▶ _Exercise_
Count every line below containing "RenderContext"; state the number only.

▶ _Input records_
impl X11Backend {
    /// Connect to the X server named by `DISPLAY` and map a window.
    ///
    /// A missing drawing surface is not fatal: the window works without one
    /// and a warning is logged.
    ///
    /// # Errors
    ///
    /// [`CasementError::WindowCreation`] if libX11 cannot be loaded or the
    /// display cannot be opened.
    pub fn new(
        options: &WindowOptions,
        logger: SharedLogger,
    ) -> Result<Self, CasementError> {
        let xlib = xlib::Xlib::open()
            .map_err(|e| CasementError::WindowCreation(e.to_string()))?;

        // SAFETY: a null name selects the DISPLAY environment variable.
        let display = unsafe { (xlib.XOpenDisplay)(ptr::null()) };
        if display.is_null() {
            return Err(CasementError::WindowCreation(
                "cannot open X display".into(),
            ));
        }

        // SAFETY: `display` is a live connection for all calls below.
        let (screen, root, window) = unsafe {
            let screen = (xlib.XDefaultScreen)(display);
            let root = (xlib.XRootWindow)(display, screen);
            let window = (xlib.XCreateSimpleWindow)(
                display,
                root,
                0,
                0,
                options.width.max(1),
                options.height.max(1),
                0,
                (xlib.XBlackPixel)(display, screen),
                (xlib.XBlackPixel)(display, screen),
            );
            (screen, root, window)
        };

        let mut backend = Self {
            xlib,
            display,
            screen,
            root,
            window,
            wm_delete: 0,
            blank_cursor: 0,
            context: None,
            translator: Translator::new(
                (options.width, options.height),
                logger.clone(),
            ),
            logger,
        };
        if window == 0 {
            return Err(CasementError::WindowCreation(
                "XCreateSimpleWindow failed".into(),
            ));
        }

        backend.wm_delete = backend.intern_atom("WM_DELETE_WINDOW", false);
        let mut protocols = [backend.wm_delete];
        // SAFETY: the window belongs to this connection; `protocols` outlives
        // the call.
        unsafe {
            let _ = (backend.xlib.XSelectInput)(display, window, EVENT_MASK);
            let _ = (backend.xlib.XSetWMProtocols)(
                display,
                window,
                protocols.as_mut_ptr(),
                1,
            );
            let _ = (backend.xlib.XMapWindow)(display, window);
            let _ = (backend.xlib.XFlush)(display);
        }
        backend.set_title(&options.title);

        backend.context = backend.create_context();
        backend.logger.info(format_args!(
            "X11 window {window:#x} created ({}x{})",
            options.width, options.height
        ));
        Ok(backend)
    }

    fn create_context(&self) -> Option<RenderContext> {
        let instance = wgpu::Instance::default();
        let target = wgpu::SurfaceTargetUnsafe::RawHandle {
            raw_display_handle: RawDisplayHandle::Xlib(
                XlibDisplayHandle::new(
                    NonNull::new(self.display.cast()),
                    self.screen,
                ),
            ),
            raw_window_handle: RawWindowHandle::Xlib(XlibWindowHandle::new(
                self.window,
            )),
        };

        // SAFETY: the display and window stay valid until `release`, which
        // drops the context before destroying either of them.
        let surface = match unsafe { instance.create_surface_unsafe(target) } {
            Ok(surface) => surface,
            Err(e) => {
                self.logger.warn(format_args!(
                    "no drawing surface for X11 window: {e}"
                ));
                return None;
            }
        };

        match pollster::block_on(RenderContext::from_surface(
            &instance,
            surface,
            self.translator.size,
            self.logger.clone(),
        )) {
            Ok(context) => Some(context),
            Err(e) => {
                self.logger.warn(format_args!(
                    "no drawing context for X11 window: {e}"
                ));
                None
            }
        }
    }

    fn intern_atom(&self, name: &str, only_if_exists: bool) -> xlib::Atom {
        let Ok(name) = CString::new(name) else {
            return 0;
        };
        // SAFETY: `name` is NUL-terminated and outlives the call.
        unsafe {
            (self.xlib.XInternAtom)(
                self.display,
                name.as_ptr(),
                c_int::from(only_if_exists),
            )
        }
    }

    /// Pull the fields we use out of the event union.
    fn decode(&self, event: xlib::XEvent) -> Option<Notification> {
        match event.get_type() {
            ty @ (xlib::KeyPress | xlib::KeyRelease) => {
                let mut key = xlib::XKeyEvent::from(event);
                // SAFETY: `key` is a key event read from this display.
                let keysym = unsafe { (self.xlib.XLookupKeysym)(&mut key, 0) };
                Some(Notification::Key {
                    keysym,
                    pressed: ty == xlib::KeyPress,
                })
            }
            ty @ (xlib::ButtonPress | xlib::ButtonRelease) => {
                let button = xlib::XButtonEvent::from(event);
                Some(Notification::Button {
                    button: button.button,
                    x: button.x,
                    y: button.y,
                    pressed: ty == xlib::ButtonPress,
                })
            }
            xlib::MotionNotify => {
                let motion = xlib::XMotionEvent::from(event);
                Some(Notification::Motion {
                    x: motion.x,
                    y: motion.y,
                })
            }
            xlib::ConfigureNotify => {
                let configure = xlib::XConfigureEvent::from(event);
                Some(Notification::Configure {
                    width: u32::try_from(configure.width).unwrap_or(0),
                    height: u32::try_from(configure.height).unwrap_or(0),
                })
            }
            xlib::FocusIn => Some(Notification::Focus(true)),
            xlib::FocusOut => Some(Notification::Focus(false)),
            xlib::ClientMessage => {
                let message = xlib::XClientMessageEvent::from(event);
                let atom = message.data.get_long(0) as xlib::Atom;
                (atom == self.wm_delete).then_some(Notification::DeleteRequest)
            }
            xlib::DestroyNotify => Some(Notification::Destroyed),
            _ => None,
        }
    }

    fn warp_pointer(&self, x: i32, y: i32) {
        // SAFETY: the window is open; zero source window means "anywhere".
        unsafe {
            let _ = (self.xlib.XWarpPointer)(
                self.display,
                0,
                self.window,
                0,
                0,
                0,
                0,
                x,
                y,
            );
            let _ = (self.xlib.XFlush)(self.display);
        }
    }

    /// A 1x1 transparent cursor, created on first use.
    fn blank_cursor(&mut self) -> xlib::Cursor {
        if self.blank_cursor != 0 {
            return self.blank_cursor;
        }
        let data: [c_char; 1] = [0];
        // SAFETY: the bitmap data is one fully transparent pixel and
        // outlives the call; the pixmap is freed once the cursor holds it.
        unsafe {
            let pixmap = (self.xlib.XCreateBitmapFromData)(
                self.display,
                self.window,
                data.as_ptr(),
                1,
                1,
            );
            let mut fg: xlib::XColor = mem::zeroed();
            let mut bg: xlib::XColor = mem::zeroed();
            self.blank_cursor = (self.xlib.XCreatePixmapCursor)(
                self.display,
                pixmap,
                pixmap,
                &mut fg,
                &mut bg,
                0,
                0,
            );
            let _ = (self.xlib.XFreePixmap)(self.display, pixmap);
        }
        self.blank_cursor
    }

    /// Drop the surface, then destroy the native window. Idempotent.
    fn release(&mut self) {
        self.context = None;
        if self.window == 0 {
            return;
        }
        // SAFETY: the window and cursor were created on this display and
        // are released exactly once, guarded by the zero checks.
        unsafe {
            if self.blank_cursor != 0 {
                let _ =
                    (self.xlib.XFreeCursor)(self.display, self.blank_cursor);
                self.blank_cursor = 0;
            }
            let _ = (self.xlib.XDestroyWindow)(self.display, self.window);
            let _ = (self.xlib.XFlush)(self.display);
        }
        self.window = 0;
        self.logger.info(format_args!("X11 window destroyed"));
    }

    /// The window is gone on the server side: drop the surface and the
    /// cursor, but never touch the dead window id.
    fn forget(&mut self) {
        self.context = None;
        if self.window == 0 {
            return;
        }
        if self.blank_cursor != 0 {
            // SAFETY: the cursor belongs to the display, not the window.
            let _ = unsafe {
                (self.xlib.XFreeCursor)(self.display, self.blank_cursor)
            };
            self.blank_cursor = 0;
        }
        self.window = 0;
        self.logger
            .info(format_args!("X11 window destroyed by the server"));
    }
}
//! Platform-neutral input and window events.
//!
//! Every backend translates its native notifications into [`Event`] values
//! and appends them to the window's [`EventQueue`] in delivery order.

mod keyboard;
mod mouse;
/// FIFO holding translated events until the application polls them.
pub mod queue;

pub use keyboard::{Key, UnknownKey};
pub use mouse::MouseButton;
pub use queue::EventQueue;

/// One input or window notification.
///
/// Positions are window-relative physical pixels, origin at the top-left.
#[derive(Debug, Clone, Copy, PartialEq, Eq, Default)]
pub enum Event {
    /// Placeholder carrying no information.
    #[default]
    Invalid,
    /// Pointer moved.
    MouseMoved {
        /// Horizontal position.
        x: i32,
        /// Vertical position.
        y: i32,
    },
    /// Mouse button went down.
    MousePressed {
        /// Horizontal position at the time of the press.
        x: i32,
        /// Vertical position at the time of the press.
        y: i32,
        /// Which button.
        button: MouseButton,
    },
    /// Mouse button went up.
    MouseReleased {
        /// Horizontal position at the time of the release.
        x: i32,
        /// Vertical position at the time of the release.
        y: i32,
        /// Which button.
        button: MouseButton,
    },
    /// Wheel scrolled. Positive scrolls up (away from the user).
    MouseWheel {
        /// Number of notches.
        delta: i32,
    },
    /// Key went down. Auto-repeat produces repeated presses.
    KeyPressed {
        /// Which key.
        key: Key,
    },
    /// Key went up.
    KeyReleased {
        /// Which key.
        key: Key,
    },
    /// The drawable area changed size.
    WindowResized {
        /// New width in physical pixels.
        width: u32,
        /// New height in physical pixels.
        height: u32,
    },
    /// Keyboard focus changed.
    WindowFocus {
        /// `true` when the window gained focus.
        focused: bool,
    },
    /// The window was closed; no further events follow.
    WindowClosed,
}

/// Payload-free tag of an [`Event`].
#[derive(Debug, Clone, Copy, PartialEq, Eq, Hash)]
pub enum EventKind {
    /// [`Event::Invalid`].
    Invalid,
    /// [`Event::MouseMoved`].
    MouseMoved,
    /// [`Event::MousePressed`].
    MousePressed,
    /// [`Event::MouseReleased`].
    MouseReleased,
    /// [`Event::MouseWheel`].
    MouseWheel,
    /// [`Event::KeyPressed`].
    KeyPressed,
    /// [`Event::KeyReleased`].
    KeyReleased,
    /// [`Event::WindowResized`].
    WindowResized,
    /// [`Event::WindowFocus`].
    WindowFocus,
    /// [`Event::WindowClosed`].
    WindowClosed,
}

impl Event {
    /// The variant tag.
    #[must_use]
    pub const fn kind(&self) -> EventKind {
        match self {
            Self::Invalid => EventKind::Invalid,
            Self::MouseMoved { .. } => EventKind::MouseMoved,
            Self::MousePressed { .. } => EventKind::MousePressed,
            Self::MouseReleased { .. } => EventKind::MouseReleased,
            Self::MouseWheel { .. } => EventKind::MouseWheel,
            Self::KeyPressed { .. } => EventKind::KeyPressed,
            Self::KeyReleased { .. } => EventKind::KeyReleased,
            Self::WindowResized { .. } => EventKind::WindowResized,
            Self::WindowFocus { .. } => EventKind::WindowFocus,
            Self::WindowClosed => EventKind::WindowClosed,
        }
    }

    // ── Factories ──

    /// [`Event::MouseMoved`] at `(x, y)`.
    #[must_use]
    pub const fn mouse_moved(x: i32, y: i32) -> Self {
        Self::MouseMoved { x, y }
    }

    /// [`Event::MousePressed`] or [`Event::MouseReleased`], picked by
    /// `pressed`.
    #[must_use]
    pub const fn mouse_button(
        x: i32,
        y: i32,
        button: MouseButton,
        pressed: bool,
    ) -> Self {
        if pressed {
            Self::MousePressed { x, y, button }
        } else {
            Self::MouseReleased { x, y, button }
        }
    }

    /// [`Event::MouseWheel`] by `delta` notches.
    #[must_use]
    pub const fn mouse_wheel(delta: i32) -> Self {
        Self::MouseWheel { delta }
    }

    /// [`Event::KeyPressed`].
    #[must_use]
    pub const fn key_pressed(key: Key) -> Self {
        Self::KeyPressed { key }
    }

    /// [`Event::KeyReleased`].
    #[must_use]
    pub const fn key_released(key: Key) -> Self {
        Self::KeyReleased { key }
    }

    /// [`Event::WindowResized`].
    #[must_use]
    pub const fn window_resized(width: u32, height: u32) -> Self {
        Self::WindowResized { width, height }
    }

    /// [`Event::WindowFocus`].
    #[must_use]
    pub const fn window_focus(focused: bool) -> Self {
        Self::WindowFocus { focused }
    }

    /// [`Event::WindowClosed`].
    #[must_use]
    pub const fn window_closed() -> Self {
        Self::WindowClosed
    }
}

#[cfg(test)]
mod tests {
    use super::*;

    #[test]
    fn default_is_invalid() {
        assert_eq!(Event::default(), Event::Invalid);
        assert_eq!(Event::default().kind(), EventKind::Invalid);
    }

    #[test]
    fn factories_produce_matching_kinds() {
        let cases = [
            (Event::mouse_moved(3, 4), EventKind::MouseMoved),
            (
                Event::mouse_button(1, 2, MouseButton::Left, true),
                EventKind::MousePressed,
            ),
            (
                Event::mouse_button(1, 2, MouseButton::X2, false),
                EventKind::MouseReleased,
            ),
            (Event::mouse_wheel(-1), EventKind::MouseWheel),
            (Event::key_pressed(Key::W), EventKind::KeyPressed),
            (Event::key_released(Key::W), EventKind::KeyReleased),
            (Event::window_resized(640, 480), EventKind::WindowResized),
            (Event::window_focus(false), EventKind::WindowFocus),
            (Event::window_closed(), EventKind::WindowClosed),
        ];
        for (event, kind) in cases {
            assert_eq!(event.kind(), kind);
        }
    }

    #[test]
    fn mouse_button_factory_keeps_payload() {
        assert_eq!(
            Event::mouse_button(10, 20, MouseButton::Right, true),
            Event::MousePressed {
                x: 10,
                y: 20,
                button: MouseButton::Right
            }
        );
    }
}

▶ _Task result_
2